▶ HOW TO COMPLETE THIS TASK
Where does the string "Some" appear in the records? Copy each line that holds it.

▶ MATERIAL PROVIDED
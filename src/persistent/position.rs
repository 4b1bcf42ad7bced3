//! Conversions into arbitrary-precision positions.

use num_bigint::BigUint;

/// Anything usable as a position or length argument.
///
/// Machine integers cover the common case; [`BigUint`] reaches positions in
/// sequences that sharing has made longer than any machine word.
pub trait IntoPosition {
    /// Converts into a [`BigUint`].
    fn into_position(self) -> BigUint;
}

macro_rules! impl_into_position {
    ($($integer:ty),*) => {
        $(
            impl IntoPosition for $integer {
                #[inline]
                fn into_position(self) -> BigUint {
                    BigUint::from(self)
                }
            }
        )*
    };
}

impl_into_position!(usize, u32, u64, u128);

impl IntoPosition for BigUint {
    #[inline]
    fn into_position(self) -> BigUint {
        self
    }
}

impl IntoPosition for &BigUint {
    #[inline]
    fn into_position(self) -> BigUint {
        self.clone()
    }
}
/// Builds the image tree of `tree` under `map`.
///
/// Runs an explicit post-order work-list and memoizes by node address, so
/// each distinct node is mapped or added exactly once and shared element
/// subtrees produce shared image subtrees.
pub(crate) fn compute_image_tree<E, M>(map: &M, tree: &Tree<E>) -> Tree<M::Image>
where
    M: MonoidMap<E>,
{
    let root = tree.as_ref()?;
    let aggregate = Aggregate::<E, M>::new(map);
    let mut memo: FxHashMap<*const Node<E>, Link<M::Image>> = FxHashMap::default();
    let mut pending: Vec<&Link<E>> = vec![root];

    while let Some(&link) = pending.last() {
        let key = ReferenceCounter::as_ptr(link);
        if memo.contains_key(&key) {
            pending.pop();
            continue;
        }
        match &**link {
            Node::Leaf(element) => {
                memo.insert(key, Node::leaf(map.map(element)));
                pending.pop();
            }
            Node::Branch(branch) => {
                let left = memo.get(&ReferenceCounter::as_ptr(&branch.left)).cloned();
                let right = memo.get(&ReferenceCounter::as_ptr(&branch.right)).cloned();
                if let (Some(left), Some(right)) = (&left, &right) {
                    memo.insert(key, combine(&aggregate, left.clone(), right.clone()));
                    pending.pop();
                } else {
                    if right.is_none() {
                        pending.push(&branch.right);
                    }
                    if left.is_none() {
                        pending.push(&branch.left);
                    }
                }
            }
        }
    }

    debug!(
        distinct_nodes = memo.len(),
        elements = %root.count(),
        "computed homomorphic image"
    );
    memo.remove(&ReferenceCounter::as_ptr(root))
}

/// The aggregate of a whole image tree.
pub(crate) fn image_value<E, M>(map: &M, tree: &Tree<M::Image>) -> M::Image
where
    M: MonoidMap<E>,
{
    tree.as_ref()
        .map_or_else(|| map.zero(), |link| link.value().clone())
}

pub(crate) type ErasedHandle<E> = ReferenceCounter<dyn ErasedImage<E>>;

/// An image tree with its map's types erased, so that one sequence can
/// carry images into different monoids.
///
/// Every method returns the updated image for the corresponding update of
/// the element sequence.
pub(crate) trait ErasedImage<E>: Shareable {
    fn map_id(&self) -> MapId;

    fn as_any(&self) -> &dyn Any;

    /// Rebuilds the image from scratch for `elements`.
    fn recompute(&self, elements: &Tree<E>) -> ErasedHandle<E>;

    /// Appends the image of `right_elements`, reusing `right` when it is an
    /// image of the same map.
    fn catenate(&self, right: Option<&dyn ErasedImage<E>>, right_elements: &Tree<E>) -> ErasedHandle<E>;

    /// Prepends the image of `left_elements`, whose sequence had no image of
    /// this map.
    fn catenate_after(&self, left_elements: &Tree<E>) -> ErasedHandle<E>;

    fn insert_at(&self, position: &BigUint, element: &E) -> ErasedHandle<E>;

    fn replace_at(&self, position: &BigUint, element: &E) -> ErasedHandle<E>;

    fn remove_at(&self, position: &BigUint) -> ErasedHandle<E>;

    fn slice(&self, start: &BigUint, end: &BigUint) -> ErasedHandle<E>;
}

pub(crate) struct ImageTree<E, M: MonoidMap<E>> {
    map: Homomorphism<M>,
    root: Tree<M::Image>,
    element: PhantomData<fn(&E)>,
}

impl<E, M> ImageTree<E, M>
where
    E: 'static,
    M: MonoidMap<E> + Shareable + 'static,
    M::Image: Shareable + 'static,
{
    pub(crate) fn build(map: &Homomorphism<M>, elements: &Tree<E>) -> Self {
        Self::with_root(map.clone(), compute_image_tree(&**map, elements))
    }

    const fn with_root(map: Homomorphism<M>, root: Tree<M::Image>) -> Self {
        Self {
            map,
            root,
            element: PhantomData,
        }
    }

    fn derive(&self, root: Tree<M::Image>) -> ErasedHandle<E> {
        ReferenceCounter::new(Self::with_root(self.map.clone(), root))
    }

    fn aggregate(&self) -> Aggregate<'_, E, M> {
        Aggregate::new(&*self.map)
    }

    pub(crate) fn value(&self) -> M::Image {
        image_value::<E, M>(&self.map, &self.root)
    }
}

▶ RESPONSE
    while let Some(&link) = pending.last() {
                if let (Some(left), Some(right)) = (&left, &right) {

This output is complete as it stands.